## WORK TO COMPLETE
One figure is wanted here: how many lines in the entries hold the word "only".
[Opening INFORMATION section]
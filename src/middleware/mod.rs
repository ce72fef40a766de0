//! The interceptor chain wrapped around every route.
//!
//! Declaration order is outermost first: request id, trace span and
//! start/completion logging, error reporting, store injection. The auth
//! gate is a route layer on protected routes only, so it always runs after
//! the store has been injected.

use axum::{middleware::from_fn, middleware::from_fn_with_state, Router};
use tower::ServiceBuilder;
use tower_http::{cors::CorsLayer, trace::TraceLayer};

use crate::state::AppState;

pub mod auth;
pub mod context;
pub mod logging;
pub mod request_id;
pub mod store;

use context::RequestContext;

pub fn apply(router: Router, state: &AppState) -> Router {
    let chain = ServiceBuilder::new()
        .layer(CorsLayer::permissive())
        .layer(from_fn(request_id::assign_request_id))
        .layer(
            TraceLayer::new_for_http()
                .make_span_with(|req: &axum::http::Request<_>| {
                    let method = req.method().clone();
                    let uri = req.uri().clone();
                    let request_id = req
                        .extensions()
                        .get::<RequestContext>()
                        .map(|ctx| ctx.request_id().to_owned())
                        .unwrap_or_default();
                    tracing::info_span!("http_request", %method, uri = %uri, %request_id, status = tracing::field::Empty)
                })
                .on_request(|_req: &axum::http::Request<_>, _span: &tracing::Span| {
                    tracing::info!("request started");
                })
                .on_response(
                    |res: &axum::http::Response<_>,
                     latency: std::time::Duration,
                     span: &tracing::Span| {
                        let status = res.status();
                        span.record("status", tracing::field::display(status));
                        let latency_ms = latency.as_millis() as u64;
                        if status.is_server_error() {
                            tracing::error!(%status, latency_ms, "request completed");
                        } else {
                            tracing::info!(%status, latency_ms, "request completed");
                        }
                    },
                ),
        )
        .layer(from_fn(logging::report_errors))
        .layer(from_fn_with_state(state.store.clone(), store::inject_store));

    router.layer(chain)
}

/// Puts `router` behind the bearer-token gate.
pub fn protect(router: Router<AppState>, state: &AppState) -> Router<AppState> {
    router.route_layer(from_fn_with_state(state.clone(), auth::require_auth))
}
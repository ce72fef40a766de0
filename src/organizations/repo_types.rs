use rand::Rng;
use serde::{Deserialize, Serialize};
use sqlx::FromRow;
use time::OffsetDateTime;
use uuid::Uuid;

use crate::query::{Columns, SqlValue};

const UNIQUE_URL_ALPHABET: &[u8] = b"ABCDEFGHJKLMNPQRSTUVWXYZ123456789";
const UNIQUE_URL_LEN: usize = 10;

#[derive(Debug, Clone, Copy, Serialize, Deserialize, PartialEq, Eq)]
pub enum OrganizationType {
    Airline,
    Carrier,
    Warehouse,
}

impl OrganizationType {
    pub fn as_str(self) -> &'static str {
        match self {
            OrganizationType::Airline => "Airline",
            OrganizationType::Carrier => "Carrier",
            OrganizationType::Warehouse => "Warehouse",
        }
    }
}

/// Organization row. `organization_type` is stored as text.
#[derive(Debug, Clone, Serialize, FromRow)]
pub struct Organization {
    pub id: Uuid,
    #[serde(with = "time::serde::rfc3339")]
    pub created_at: OffsetDateTime,
    #[serde(with = "time::serde::rfc3339")]
    pub updated_at: OffsetDateTime,
    pub name: String,
    pub unique_url: String,
    pub address: String,
    pub contact_info: String,
    pub organization_type: String,
}

impl Organization {
    pub fn new(
        name: String,
        address: String,
        contact_info: String,
        organization_type: OrganizationType,
        now: OffsetDateTime,
    ) -> Self {
        Self {
            id: Uuid::now_v7(),
            created_at: now,
            updated_at: now,
            name,
            unique_url: random_unique_url(),
            address,
            contact_info,
            organization_type: organization_type.as_str().to_string(),
        }
    }

    pub fn to_columns(&self) -> Columns {
        let mut cols = Columns::new();
        cols.insert("id", self.id.into());
        cols.insert("created_at", self.created_at.into());
        cols.insert("updated_at", self.updated_at.into());
        cols.insert("name", self.name.clone().into());
        cols.insert("unique_url", self.unique_url.clone().into());
        cols.insert("address", self.address.clone().into());
        cols.insert("contact_info", self.contact_info.clone().into());
        cols.insert("organization_type", self.organization_type.clone().into());
        cols
    }
}

fn random_unique_url() -> String {
    let mut rng = rand::thread_rng();
    (0..UNIQUE_URL_LEN)
        .map(|_| UNIQUE_URL_ALPHABET[rng.gen_range(0..UNIQUE_URL_ALPHABET.len())] as char)
        .collect()
}

#[derive(Debug, Clone)]
pub struct OrganizationChanges {
    pub updated_at: OffsetDateTime,
    pub name: Option<String>,
    pub unique_url: Option<String>,
    pub address: Option<String>,
    pub contact_info: Option<String>,
    pub organization_type: Option<OrganizationType>,
}

impl OrganizationChanges {
    pub fn is_empty(&self) -> bool {
        self.name.is_none()
            && self.unique_url.is_none()
            && self.address.is_none()
            && self.contact_info.is_none()
            && self.organization_type.is_none()
    }

    pub fn to_columns(&self) -> Columns {
        let mut cols = Columns::new();
        cols.insert("updated_at", self.updated_at.into());
        let optional: [(&'static str, Option<SqlValue>); 5] = [
            ("name", self.name.clone().map(Into::into)),
            ("unique_url", self.unique_url.clone().map(Into::into)),
            ("address", self.address.clone().map(Into::into)),
            ("contact_info", self.contact_info.clone().map(Into::into)),
            (
                "organization_type",
                self.organization_type.map(|t| t.as_str().into()),
            ),
        ];
        cols.extend(optional.into_iter().filter_map(|(k, v)| v.map(|v| (k, v))));
        cols
    }

    #[cfg(test)]
    pub fn apply(&self, org: &mut Organization) {
        org.updated_at = self.updated_at;
        if let Some(v) = &self.name {
            org.name = v.clone();
        }
        if let Some(v) = &self.unique_url {
            org.unique_url = v.clone();
        }
        if let Some(v) = &self.address {
            org.address = v.clone();
        }
        if let Some(v) = &self.contact_info {
            org.contact_info = v.clone();
        }
        if let Some(v) = self.organization_type {
            org.organization_type = v.as_str().to_string();
        }
    }
}

#[cfg(test)]
mod tests {
    use super::*;

    #[test]
    fn unique_url_uses_unambiguous_alphabet() {
        let url = random_unique_url();
        assert_eq!(url.len(), UNIQUE_URL_LEN);
        assert!(url.bytes().all(|b| UNIQUE_URL_ALPHABET.contains(&b)));
        assert!(!url.contains('O') && !url.contains('0') && !url.contains('I'));
    }
}
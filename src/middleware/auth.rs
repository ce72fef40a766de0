//! Bearer-token gate for protected routes.
//!
//! A request moves through header extraction, token validation, subject
//! parsing and identity resolution. Any failed step denies it with the same
//! 401 body; which step failed is only logged.

use axum::{
    extract::{Request, State},
    http::header::AUTHORIZATION,
    middleware::Next,
    response::Response,
};
use thiserror::Error;
use tracing::{debug, warn};
use uuid::Uuid;

use super::context::{Identity, RequestContext};
use crate::{
    auth::jwt::TokenError,
    config::IdentityPolicy,
    error::ApiError,
    state::AppState,
    store::{Store, StoreError},
};

const BEARER_PREFIX: &str = "Bearer ";

#[derive(Debug, Error)]
pub enum AuthFailure {
    #[error("missing Authorization header")]
    MissingHeader,
    #[error("authorization header must be in Bearer format")]
    NotBearer,
    #[error(transparent)]
    Token(#[from] TokenError),
    #[error("malformed subject `{0}`")]
    MalformedSubject(String),
    #[error("no store in context to resolve identity")]
    NoStore,
    #[error("subject {0} does not resolve to an active user")]
    UnknownSubject(Uuid),
    #[error("resolve identity: {0}")]
    Store(#[from] StoreError),
}

/// Strips the case-sensitive `Bearer ` prefix.
pub fn bearer_token(header: &str) -> Result<&str, AuthFailure> {
    header
        .strip_prefix(BEARER_PREFIX)
        .map(str::trim)
        .filter(|t| !t.is_empty())
        .ok_or(AuthFailure::NotBearer)
}

async fn authenticate(
    state: &AppState,
    header: Option<&str>,
    store: Option<&Store>,
) -> Result<Identity, AuthFailure> {
    let token = bearer_token(header.ok_or(AuthFailure::MissingHeader)?)?;

    let claims = state.tokens.verify(token)?;

    let user_id = Uuid::parse_str(&claims.sub)
        .map_err(|_| AuthFailure::MalformedSubject(claims.sub.clone()))?;

    if state.config.identity == IdentityPolicy::Verify {
        let store = store.ok_or(AuthFailure::NoStore)?;
        match store.users.find_by_id(user_id).await? {
            Some(user) if user.id == user_id && !user.is_deleted => {}
            _ => return Err(AuthFailure::UnknownSubject(user_id)),
        }
    }

    Ok(Identity { user_id, claims })
}

/// Route layer: attaches the caller's identity to the request context or
/// answers `401 Permission Denied`.
pub async fn require_auth(
    State(state): State<AppState>,
    mut req: Request,
    next: Next,
) -> Result<Response, ApiError> {
    let header = req
        .headers()
        .get(AUTHORIZATION)
        .and_then(|v| v.to_str().ok())
        .map(str::to_owned);
    let ctx = RequestContext::of(&req).cloned().unwrap_or_default();

    match authenticate(&state, header.as_deref(), ctx.store.as_ref()).await {
        Ok(identity) => {
            debug!(
                request_id = %ctx.request_id(),
                user_id = %identity.user_id,
                expires_at = identity.claims.exp,
                "request authenticated"
            );
            RequestContext::update(&mut req, |ctx| ctx.identity = Some(identity));
            Ok(next.run(req).await)
        }
        Err(failure) => {
            warn!(request_id = %ctx.request_id(), reason = %failure, "request denied");
            Err(ApiError::PermissionDenied)
        }
    }
}

#[cfg(test)]
mod tests {
    use super::*;

    #[test]
    fn bearer_prefix_is_case_sensitive() {
        assert_eq!(bearer_token("Bearer abc.def.ghi").unwrap(), "abc.def.ghi");
        assert!(matches!(bearer_token("bearer abc"), Err(AuthFailure::NotBearer)));
        assert!(matches!(bearer_token("Token abc"), Err(AuthFailure::NotBearer)));
        assert!(matches!(bearer_token("Bearer   "), Err(AuthFailure::NotBearer)));
    }
}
[Closing INFORMATION section]
## YOUR RESPONSE
2